Art Show | Course Home | Homework | Labs | Programming | Schedule & Lecture Notes | Submit

Saint Louis University

Computer Science P125
Introduction to Computer Science

Michael Goldwasser

Spring 2005

Dept. of Math & Computer Science

Programming Assignment 06

Shakespearl

Due: Wednesday, 20 April 2005, 8pm

Please see the general programming webpage for details about the programming environment for this course, guidelines for programming style, and details on electronic submission of assignments.

Collaboration Policy

For this assignment, you are allowed to work with one other student if you wish (in fact, we suggest that you do so). If any student wishes to have a partner but has not been able to locate one, please let the instructor know so that we can match up partners.

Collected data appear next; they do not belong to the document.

use std::iter::Peekable;
use std::ops::Range;
use std::sync::{
    Arc, Mutex, MutexGuard, PoisonError,
    atomic::{AtomicBool, AtomicUsize, Ordering},
};

use crate::flow::{
    Demand, FlowError, FuseMode, FusedQueue, Handle, Publisher, Subscriber, Subscription,
};

/// Cold sequence over a cloneable iterable.
///
/// Each subscriber gets its own pass over the data, driven by demand. The
/// subscription grants SYNC fusion when asked: everything is synchronously
/// available, so a fused consumer just polls the iterator dry.
pub struct FromIter<I> {
    seed: I,
}

/// Creates a publisher emitting the items of `seed`, once per subscriber.
pub fn from_iter<I>(seed: I) -> FromIter<I>
where
    I: IntoIterator + Clone,
{
    FromIter { seed }
}

/// `count` consecutive integers starting at `start`.
pub fn range(start: i64, count: usize) -> FromIter<Range<i64>> {
    from_iter(start..start.saturating_add(count as i64))
}

impl<I> Publisher<I::Item> for FromIter<I>
where
    I: IntoIterator + Clone + Send + Sync,
    I::IntoIter: Send + 'static,
    I::Item: Send + 'static,
{
    fn subscribe(&self, subscriber: Arc<dyn Subscriber<I::Item>>) {
        let sub = Arc::new(IterSubscription {
            iter: Mutex::new(self.seed.clone().into_iter().peekable()),
            downstream: subscriber.clone(),
            requested: Demand::new(),
            wip: AtomicUsize::new(0),
            cancelled: AtomicBool::new(false),
            done: AtomicBool::new(false),
            fused: AtomicBool::new(false),
        });
        subscriber.on_subscribe(Handle::Fused(sub));
    }
}

struct IterSubscription<I: Iterator> {
    iter: Mutex<Peekable<I>>,
    downstream: Arc<dyn Subscriber<I::Item>>,
    requested: Demand,
    /// Non-zero while an emission loop is running or queued.
    wip: AtomicUsize,
    cancelled: AtomicBool,
    done: AtomicBool,
    fused: AtomicBool,
}

impl<I: Iterator> IterSubscription<I> {
    fn iter(&self) -> MutexGuard<'_, Peekable<I>> {
        self.iter.lock().unwrap_or_else(PoisonError::into_inner)
    }

    fn terminated(&self) -> bool {
        self.cancelled.load(Ordering::Acquire) || self.done.load(Ordering::Acquire)
    }

    /// Demand-driven emission, serialized by `wip`.
    fn drain(&self) {
        if self.wip.fetch_add(1, Ordering::AcqRel) != 0 {
            return;
        }
        loop {
            let mut emitted = 0u64;
            let requested = self.requested.get();
            while emitted < requested && !self.terminated() {
                let next = self.iter().next();
                match next {
                    Some(v) => {
                        self.downstream.on_next(v);
                        emitted += 1;
                    }
                    None => {
                        self.done.store(true, Ordering::Release);
                        self.downstream.on_complete();
                        break;
                    }
                }
            }
            if emitted > 0 {
                self.requested.sub(emitted);
            }
            if self.wip.fetch_sub(1, Ordering::AcqRel) == 1 {
                return;
            }
        }
    }
}

impl<I> Subscription for IterSubscription<I>
where
    I: Iterator + Send,
    I::Item: Send,
{
    fn request(&self, n: u64) {
        if n == 0 {
            if !self.done.swap(true, Ordering::AcqRel) {
                self.downstream.on_error(FlowError::bad_request());
            }
            return;
        }
        // A SYNC-fused consumer owns the queue and must not signal demand.
        if self.fused.load(Ordering::Relaxed) || self.terminated() {
            return;
        }
        self.requested.add(n);
        self.drain();
    }

    fn cancel(&self) {
        self.cancelled.store(true, Ordering::Release);
    }
}

impl<I> FusedQueue<I::Item> for IterSubscription<I>
where
    I: Iterator + Send,
    I::Item: Send,
{
    fn request_fusion(&self, requested: FuseMode) -> FuseMode {
        match requested {
            FuseMode::Sync | FuseMode::Any => {
                self.fused.store(true, Ordering::Release);
                FuseMode::Sync
            }
            _ => FuseMode::None,
        }
    }

    fn poll(&self) -> Result<Option<I::Item>, FlowError> {
        if self.cancelled.load(Ordering::Acquire) {
            return Ok(None);
        }
        Ok(self.iter().next())
    }

    fn is_empty(&self) -> bool {
        self.cancelled.load(Ordering::Acquire) || self.iter().peek().is_none()
    }

    fn len(&self) -> usize {
        if self.cancelled.load(Ordering::Acquire) {
            return 0;
        }
        self.iter().size_hint().0
    }

    fn clear(&self) {
        // Values are produced lazily: marking the pass cancelled is enough,
        // is_empty and poll report exhaustion from here on.
        self.cancelled.store(true, Ordering::Release);
    }
}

Please make sure you adhere to the policies on academic integrity in this regard.


Contents:

(image from
http://members.aol.com/LearnNothing/TypingMonkeys.htm)

Overview

A classic claim is that having a million monkeys typing on a million keyboards would eventually lead to the creation of each of Shakespeare's works. In essence, there is a miniscule chance that a selection of random characters might match such a work, and so with enough random experiments it should eventually happen. Not surprisingly, small scale tests of this experiment have thus far failed.


(image from http://www.vivaria.net/experiments/notes/documentation/)

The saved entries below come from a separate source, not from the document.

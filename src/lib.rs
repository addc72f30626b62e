//! Lock-free reactive stream flattening
//!
//! `confluo` implements the merging core of a reactive `flat_map`: every
//! upstream element is mapped to an inner asynchronous sequence and all
//! concurrently active inner sequences are merged into a single downstream
//! sequence under demand-based flow control.
//!
//!```text
//!                     ┌────────► inner ──► SPSC ring ─┐
//! upstream ─ mapper ──┼────────► inner ──► SPSC ring ─┼──► drain ──► downstream
//!                     └─ scalar ─────► MPSC ring ─────┘      ▲
//!                                                            │
//!                                         request(n) ────────┘
//!```
//!
//! ## How It Works
//!
//! - Each inner sequence buffers into its own bounded lock-free queue.
//! - A **drain loop** merges the buffers downstream, round robin, emitting
//!   at most as much as the downstream requested.
//! - The drain is serialized by a work-in-progress counter: whichever
//!   thread bumps it from zero runs the loop, everyone else just signals.
//!   No locks on the hot path, no blocking anywhere.
//! - Scalar inner sequences (zero or one synchronously available value)
//!   skip inner allocation entirely and ride a shared queue or go out
//!   inline.
//! - Producers that expose their queues are consumed by **fusion** (SYNC or
//!   ASYNC) instead of per-element signalling.
//!
//! ## Modules
//!
//! | Module | Contents |
//! |--------|----------|
//! | [`flow`] | The publisher/subscriber contract, demand, errors, hooks |
//! | [`flat_map`] | The operator: builder, coordinator, drain loop |
//! | [`source`] | `from_iter`/`range`, `fail`, `pipe`, mapper outputs |
//! | [`probe`] | Introspection of live operator state |
//! | [`stream`] | `futures::Stream` bridge (feature `async`) |
//! | [`testkit`] | Recording subscriber and demand probes |
//!
//! ## Example
//!
//!```
//! use confluo::flat_map::flat_map;
//! use confluo::source::{range, Mapped};
//! use confluo::flow::Publisher;
//! use confluo::testkit::TestSubscriber;
//!
//! // Map every element to a two-element sequence and merge them all.
//! let doubled = flat_map(range(0, 100), |v: &i64| Ok(Mapped::stream(range(*v * 2, 2))));
//!
//! let out = TestSubscriber::unbounded();
//! doubled.subscribe(out.clone());
//!
//! assert_eq!(out.value_count(), 200);
//! assert!(out.is_complete());
//! ```

pub mod flat_map;
pub mod flow;
pub mod probe;
pub mod source;
#[cfg(feature = "async")]
pub mod stream;
pub mod testkit;

mod queue;
mod ring;

pub use flat_map::{FlatMap, flat_map, flat_map_delay_error};
pub use flow::{FlowError, FuseMode, Handle, Hooks, Publisher, Subscriber, Subscription, UNBOUNDED};
pub use source::{Mapped, from_iter, range};
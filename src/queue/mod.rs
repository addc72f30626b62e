//! Lock-free queues backing the merge.
//!
//! Two bounded power-of-two rings cover the hot paths:
//!
//! - [`SpscRing`]: one queue per active inner sequence. The inner's
//!   signalling thread produces, the drain consumes.
//! - [`MpscRing`]: the shared scalar queue. Any thread observing a scalar
//!   inner produces, the drain consumes.
//!
//! When concurrency is unbounded the scalar queue must never overflow, so it
//! falls back to a segmented unbounded MPSC ([`crossbeam_queue::SegQueue`]).

mod mpsc;
mod spsc;

pub(crate) use mpsc::MpscRing;
pub(crate) use spsc::SpscRing;

use crossbeam_queue::SegQueue;

/// The scalar queue behind the fast path: bounded when `max_concurrency`
/// caps how many upstream elements can be in flight, unbounded otherwise.
pub(crate) enum ScalarQueue<T> {
    Bounded(MpscRing<T>),
    Unbounded(SegQueue<T>),
}

impl<T> ScalarQueue<T> {
    pub(crate) fn bounded(capacity: usize) -> Self {
        Self::Bounded(MpscRing::new(capacity))
    }

    pub(crate) fn unbounded() -> Self {
        Self::Unbounded(SegQueue::new())
    }

    /// Pushes a value, returning it back on overflow (bounded flavor only).
    pub(crate) fn push(&self, value: T) -> Result<(), T> {
        match self {
            Self::Bounded(q) => q.push(value),
            Self::Unbounded(q) => {
                q.push(value);
                Ok(())
            }
        }
    }

    /// Consumer takes the next value, if any. Single consumer: the drain.
    pub(crate) fn pop(&self) -> Option<T> {
        match self {
            Self::Bounded(q) => q.pop(),
            Self::Unbounded(q) => q.pop(),
        }
    }

    pub(crate) fn is_empty(&self) -> bool {
        match self {
            Self::Bounded(q) => q.is_empty(),
            Self::Unbounded(q) => q.is_empty(),
        }
    }

    pub(crate) fn len(&self) -> usize {
        match self {
            Self::Bounded(q) => q.len(),
            Self::Unbounded(q) => q.len(),
        }
    }
}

Our goal in this assignment will be to help those monkeys out just a bit. In fact, perhaps they can create works even better than those of Shakespeare himself. The idea is the following. Rather than modeling the process of generating text by choosing each keystroke uniformly at random, we will use an existing work of Shakespeare to seed a random process for language generation.


A Model for Language Generation

The input to the generator will be a source document together with a parameter k which we will call the order of the model. Our output will always begin with the first k characters of the source document. After that point, however, each additional character is chosen, based upon the most recent k-character string in the output. Let us denote this k-character string as the current base. We will find all occurrences of that base in the source document, and select one of those occurrences uniformly at random. The next character of the output will then be chosen to match the character which followed the chosen occurrence from the source.

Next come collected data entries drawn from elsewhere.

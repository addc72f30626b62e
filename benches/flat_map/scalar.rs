//! # Scalar Fast Path — One Value Per Element
//!
//! **Real-world scenario**: enrichment lookups that resolve synchronously,
//! the degenerate flat-map where every inner sequence is a single value.
//!
//! | Method | Behavior |
//! |--------|----------|
//! | inline | demand available: value goes straight downstream |
//! | queued | no demand: values park in the shared MPSC ring, flush on request |

pub use test::Bencher;

use confluo::flat_map::FlatMap;
use confluo::flow::Publisher;
use confluo::source::{Mapped, range};
use confluo::testkit::TestSubscriber;

pub const TOTAL: usize = 100_000;

#[bench]
fn scalar_inline(b: &mut Bencher) {
    b.iter(|| {
        let op = FlatMap::new(range(0, TOTAL), |v: &i64| Ok(Mapped::value(*v)));
        let ts = TestSubscriber::unbounded();
        op.subscribe(ts.clone());
        assert_eq!(ts.value_count(), TOTAL);
        test::black_box(ts.value_count());
    });
}

#[bench]
fn scalar_queued_flush(b: &mut Bencher) {
    b.iter(|| {
        let op = FlatMap::new(range(0, TOTAL), |v: &i64| Ok(Mapped::value(*v)));
        let ts = TestSubscriber::new();
        op.subscribe(ts.clone());
        ts.request(TOTAL as u64);
        assert_eq!(ts.value_count(), TOTAL);
        test::black_box(ts.value_count());
    });
}
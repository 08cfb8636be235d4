mod error;
mod pool;
pub mod stores;
pub mod tables;

pub use error::*;
pub use pool::*;
pub use stores::*;
pub use tables::*;
mod service;

pub use service::*;
use crate::database::DbError;
use crate::database::tables::{Album, AlbumCollaborator, AlbumDetails, AssetOwnership};
use async_trait::async_trait;
use sqlx::PgPool;

/// Read/write access to albums, scoped to what ownership reconciliation
/// needs.
#[async_trait]
pub trait AlbumStore: Send + Sync {
    /// Fetches an album with its collaborators and, when requested, the
    /// ownership view of its media items.
    async fn get_by_id(
        &self,
        album_id: &str,
        with_assets: bool,
    ) -> Result<Option<AlbumDetails>, DbError>;

    /// Re-points an album at a new owner.
    async fn set_owner(&self, album_id: &str, owner_id: i32) -> Result<(), DbError>;
}

pub struct PgAlbumStore {
    pool: PgPool,
}

impl PgAlbumStore {
    #[must_use]
    pub fn new(pool: PgPool) -> Self {
        Self { pool }
    }
}

#[async_trait]
impl AlbumStore for PgAlbumStore {
    async fn get_by_id(
        &self,
        album_id: &str,
        with_assets: bool,
    ) -> Result<Option<AlbumDetails>, DbError> {
        let Some(album) = sqlx::query_as::<_, Album>("SELECT * FROM album WHERE id = $1")
            .bind(album_id)
            .fetch_optional(&self.pool)
            .await?
        else {
            return Ok(None);
        };

        let collaborators = sqlx::query_as::<_, AlbumCollaborator>(
            r#"
            SELECT id, album_id, user_id, role, added_at
            FROM album_collaborator
            WHERE album_id = $1
            ORDER BY added_at
            "#,
        )
        .bind(album_id)
        .fetch_all(&self.pool)
        .await?;

        let assets = if with_assets {
            sqlx::query_as::<_, AssetOwnership>(
                r#"
                SELECT mi.id, mi.owner_id, d.size_bytes, mi.library_id
                FROM album_media_item ami
                JOIN media_item mi ON ami.media_item_id = mi.id
                LEFT JOIN media_item_details d ON d.media_item_id = mi.id
                WHERE ami.album_id = $1
                  AND mi.deleted = false
                ORDER BY ami.added_at
                "#,
            )
            .bind(album_id)
            .fetch_all(&self.pool)
            .await?
        } else {
            Vec::new()
        };

        Ok(Some(AlbumDetails {
            album,
            collaborators,
            assets,
        }))
    }

    async fn set_owner(&self, album_id: &str, owner_id: i32) -> Result<(), DbError> {
        sqlx::query("UPDATE album SET owner_id = $1, updated_at = now() WHERE id = $2")
            .bind(owner_id)
            .bind(album_id)
            .execute(&self.pool)
            .await?;
        Ok(())
    }
}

For example, assume that k=2 and that the current base is th. If the source document had the following form,

*******th***thth******th****th************th****th***********th**

we would hope to pick one of the eight occurrences of th uniformly at random, such as,

*******th***thth******th****th************th****th***********th**

and then generate the next character of output based on which character followed the chosen occurrence in the source document, e.g.,

*******th***thth******th****th************the***th***********th**

Next time we pick a new character of the output, we would continue with he as the base.

Note well: If implementing this scheme correctly, you can always be assured that the base occurs at least once in the source document. However, one special case which may occur is when the randomly chosen occurrence of the base happens to be the final k characters of the source. In this case, there is no followup character to use; your generator can return a special value which will signify the end of the output.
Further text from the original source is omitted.